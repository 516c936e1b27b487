//! Uniform dispatch over data-sourcing and inspection tools.
//!
//! Every tool implements [`Tool`] (one `invoke(parameters) -> value`
//! operation) and is registered by name in a [`ToolDispatcher`]. The
//! dispatcher resolves the name, checks required parameters and writes an
//! audit log line per call. Adding a tool means registering it, not editing
//! the dispatcher.
//!
//! Built-ins: [`WebScraper`] (`web_scraper`), [`DataReader`]
//! (`data_reader`) and [`DataInspector`] (`data_inspector`).

pub mod data_inspector;
pub mod data_reader;
pub mod structure;
pub mod web_scraper;

pub use data_inspector::DataInspector;
pub use data_reader::{DataReader, FileData};
pub use web_scraper::{WebPage, WebScraper};

use std::collections::HashMap;
use std::sync::Arc;
use std::time::{Duration, Instant};

use async_trait::async_trait;
use reqwest::Client;
use serde_json::Value;

use crate::error::Result;
use crate::AgentError;

/// A single-operation capability reachable through the dispatcher.
#[async_trait]
pub trait Tool: Send + Sync {
    /// Registry key, e.g. `"web_scraper"`.
    fn name(&self) -> &str;

    fn description(&self) -> &str;

    /// Parameters that must be present and non-null.
    fn required_params(&self) -> &[&'static str] {
        &[]
    }

    /// Reject a call before it runs. The default checks
    /// [`required_params`](Tool::required_params).
    fn check_params(&self, params: &Value) -> Result<()> {
        for parameter in self.required_params() {
            if params.get(parameter).map_or(true, Value::is_null) {
                return Err(AgentError::ToolParameter {
                    tool: self.name().to_string(),
                    parameter: parameter.to_string(),
                });
            }
        }
        Ok(())
    }

    async fn invoke(&self, params: &Value) -> Result<Value>;
}

/// Name-keyed registry of tools.
///
/// # Example
///
/// ```
/// use llm_agent::tools::ToolDispatcher;
/// use serde_json::json;
///
/// let dispatcher = ToolDispatcher::with_defaults(reqwest::Client::new(), std::time::Duration::from_secs(30));
/// assert_eq!(dispatcher.tool_names(), vec!["data_inspector", "data_reader", "web_scraper"]);
///
/// let rt = tokio::runtime::Runtime::new().unwrap();
/// let file = rt
///     .block_on(dispatcher.invoke("data_reader", json!({"filename": "a.txt", "content": "hi"})))
///     .unwrap();
/// assert_eq!(file["type"], "text");
/// ```
#[derive(Default)]
pub struct ToolDispatcher {
    tools: HashMap<String, Arc<dyn Tool>>,
}

impl std::fmt::Debug for ToolDispatcher {
    fn fmt(&self, f: &mut std::fmt::Formatter<'_>) -> std::fmt::Result {
        f.debug_struct("ToolDispatcher")
            .field("tools", &self.tool_names())
            .finish()
    }
}

impl ToolDispatcher {
    pub fn new() -> Self {
        Self::default()
    }

    /// A dispatcher with the three built-in tools.
    pub fn with_defaults(client: Client, fetch_timeout: Duration) -> Self {
        let mut dispatcher = Self::new();
        dispatcher.register(WebScraper::new(client, fetch_timeout));
        dispatcher.register(DataReader);
        dispatcher.register(DataInspector);
        dispatcher
    }

    /// Register `tool`, replacing any tool with the same name.
    pub fn register(&mut self, tool: impl Tool + 'static) {
        self.register_arc(Arc::new(tool));
    }

    pub fn register_arc(&mut self, tool: Arc<dyn Tool>) {
        self.tools.insert(tool.name().to_string(), tool);
    }

    fn get(&self, name: &str) -> Option<&Arc<dyn Tool>> {
        self.tools.get(name)
    }

    /// Registered names, sorted.
    pub fn tool_names(&self) -> Vec<String> {
        let mut names: Vec<String> = self.tools.keys().cloned().collect();
        names.sort();
        names
    }

    /// Invoke `name` with `params`.
    ///
    /// # Errors
    ///
    /// - [`AgentError::ToolNotFound`] for an unregistered name
    /// - [`AgentError::ToolParameter`] when a required parameter is missing
    /// - whatever the tool itself returns
    pub async fn invoke(&self, name: &str, params: Value) -> Result<Value> {
        let started = Instant::now();
        let param_keys: Vec<String> = params
            .as_object()
            .map(|m| m.keys().cloned().collect())
            .unwrap_or_default();

        let result = match self.get(name) {
            None => Err(AgentError::ToolNotFound {
                name: name.to_string(),
                available: self.tool_names(),
            }),
            Some(tool) => match tool.check_params(&params) {
                Ok(()) => tool.invoke(&params).await,
                Err(e) => Err(e),
            },
        };

        let duration_ms = started.elapsed().as_millis() as u64;
        match &result {
            Ok(_) => tracing::info!(
                tool = name,
                params = ?param_keys,
                outcome = "ok",
                duration_ms,
                "tool invoked"
            ),
            Err(e) => tracing::error!(
                tool = name,
                params = ?param_keys,
                outcome = "error",
                duration_ms,
                error = %e,
                "tool invocation failed"
            ),
        }

        result
    }
}
//! Subprocess execution with a local Python interpreter.

use std::io::Write;
use std::process::Stdio;
use std::time::Duration;

use async_trait::async_trait;
use tokio::io::AsyncWriteExt;
use tokio::process::Command;

use super::{clean_program, CodeExecutor, ExecutionResult, SyntaxCheck};
use crate::config::AgentConfig;
use crate::error::Result;
use crate::AgentError;

/// Parses stdin with the interpreter's own parser without running it.
const SYNTAX_PROBE: &str = "import ast, sys\nast.parse(sys.stdin.read(), '<generated>')";

/// Runs programs with `python3` (or a configured interpreter) in a
/// temporary file, killing them when the wall-clock timeout elapses.
#[derive(Debug, Clone)]
pub struct PythonExecutor {
    python: String,
    timeout: Duration,
}

impl Default for PythonExecutor {
    fn default() -> Self {
        Self::new("python3", Duration::from_secs(60))
    }
}

impl PythonExecutor {
    pub fn new(python: impl Into<String>, timeout: Duration) -> Self {
        Self {
            python: python.into(),
            timeout,
        }
    }

    pub fn from_config(config: &AgentConfig) -> Self {
        Self::new(config.python_bin.clone(), config.execution_timeout())
    }

    fn command(&self) -> Command {
        let mut cmd = Command::new(&self.python);
        cmd.stdin(Stdio::null())
            .stdout(Stdio::piped())
            .stderr(Stdio::piped())
            .env("PYTHONIOENCODING", "utf-8")
            .kill_on_drop(true);
        cmd
    }

    async fn wait(&self, child: tokio::process::Child) -> Result<std::process::Output> {
        match tokio::time::timeout(self.timeout, child.wait_with_output()).await {
            Ok(output) => Ok(output?),
            Err(_) => Err(AgentError::Execution(format!(
                "Execution timed out after {} seconds",
                self.timeout.as_secs_f64()
            ))),
        }
    }

    fn spawn_error(&self, err: std::io::Error) -> AgentError {
        AgentError::Execution(format!("Failed to start '{}': {err}", self.python))
    }
}

/// Last non-empty lines of stderr, which carry the exception message.
fn error_text(stderr: &[u8]) -> String {
    let text = String::from_utf8_lossy(stderr);
    let lines: Vec<&str> = text.lines().filter(|l| !l.trim().is_empty()).collect();
    let tail = lines.len().saturating_sub(12);
    lines[tail..].join("\n")
}

#[async_trait]
impl CodeExecutor for PythonExecutor {
    fn prepare(&self, code: &str) -> String {
        clean_program(code, "python")
    }

    async fn check_syntax(&self, code: &str) -> Result<SyntaxCheck> {
        let mut cmd = self.command();
        cmd.arg("-c").arg(SYNTAX_PROBE).stdin(Stdio::piped());
        let mut child = cmd.spawn().map_err(|e| self.spawn_error(e))?;

        if let Some(mut stdin) = child.stdin.take() {
            stdin.write_all(code.as_bytes()).await?;
            stdin.shutdown().await?;
        }

        let output = self.wait(child).await?;
        if output.status.success() {
            Ok(SyntaxCheck::valid())
        } else {
            Ok(SyntaxCheck::invalid(error_text(&output.stderr)))
        }
    }

    async fn run(&self, code: &str) -> Result<ExecutionResult> {
        let mut script = tempfile::Builder::new()
            .prefix("analysis_")
            .suffix(".py")
            .tempfile()?;
        script.write_all(code.as_bytes())?;
        script.flush()?;

        let started = std::time::Instant::now();
        let mut cmd = self.command();
        cmd.arg(script.path());
        let child = cmd.spawn().map_err(|e| self.spawn_error(e))?;
        let output = self.wait(child).await?;

        let stdout = String::from_utf8_lossy(&output.stdout).trim().to_string();
        tracing::debug!(
            exit_code = ?output.status.code(),
            stdout_bytes = output.stdout.len(),
            elapsed_ms = started.elapsed().as_millis() as u64,
            "program finished"
        );

        if !output.status.success() {
            let error = error_text(&output.stderr);
            return Ok(ExecutionResult {
                success: false,
                output: stdout,
                error: Some(if error.is_empty() {
                    format!("Process exited with {}", output.status)
                } else {
                    error
                }),
            });
        }
        if stdout.is_empty() {
            return Ok(ExecutionResult::failed(
                "Code executed successfully but produced no output",
            ));
        }
        Ok(ExecutionResult::succeeded(stdout))
    }
}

======

> [To do]: The response should hold exactly the lines starting at the line with "Self::new(config.python_bin.clone(), config.execution_timeout())" and ending at the line with "if let Some(mut", and no other line of the material above.

> [Solution for this problem]:
        Self::new(config.python_bin.clone(), config.execution_timeout())
    }

    fn command(&self) -> Command {
        let mut cmd = Command::new(&self.python);
        cmd.stdin(Stdio::null())
            .stdout(Stdio::piped())
            .stderr(Stdio::piped())
            .env("PYTHONIOENCODING", "utf-8")
            .kill_on_drop(true);
        cmd
    }

    async fn wait(&self, child: tokio::process::Child) -> Result<std::process::Output> {
        match tokio::time::timeout(self.timeout, child.wait_with_output()).await {
            Ok(output) => Ok(output?),
            Err(_) => Err(AgentError::Execution(format!(
                "Execution timed out after {} seconds",
                self.timeout.as_secs_f64()
            ))),
        }
    }

    fn spawn_error(&self, err: std::io::Error) -> AgentError {
        AgentError::Execution(format!("Failed to start '{}': {err}", self.python))
    }
}

/// Last non-empty lines of stderr, which carry the exception message.
fn error_text(stderr: &[u8]) -> String {
    let text = String::from_utf8_lossy(stderr);
    let lines: Vec<&str> = text.lines().filter(|l| !l.trim().is_empty()).collect();
    let tail = lines.len().saturating_sub(12);
    lines[tail..].join("\n")
}

#[async_trait]
impl CodeExecutor for PythonExecutor {
    fn prepare(&self, code: &str) -> String {
        clean_program(code, "python")
    }

    async fn check_syntax(&self, code: &str) -> Result<SyntaxCheck> {
        let mut cmd = self.command();
        cmd.arg("-c").arg(SYNTAX_PROBE).stdin(Stdio::piped());
        let mut child = cmd.spawn().map_err(|e| self.spawn_error(e))?;

        if let Some(mut stdin) = child.stdin.take() {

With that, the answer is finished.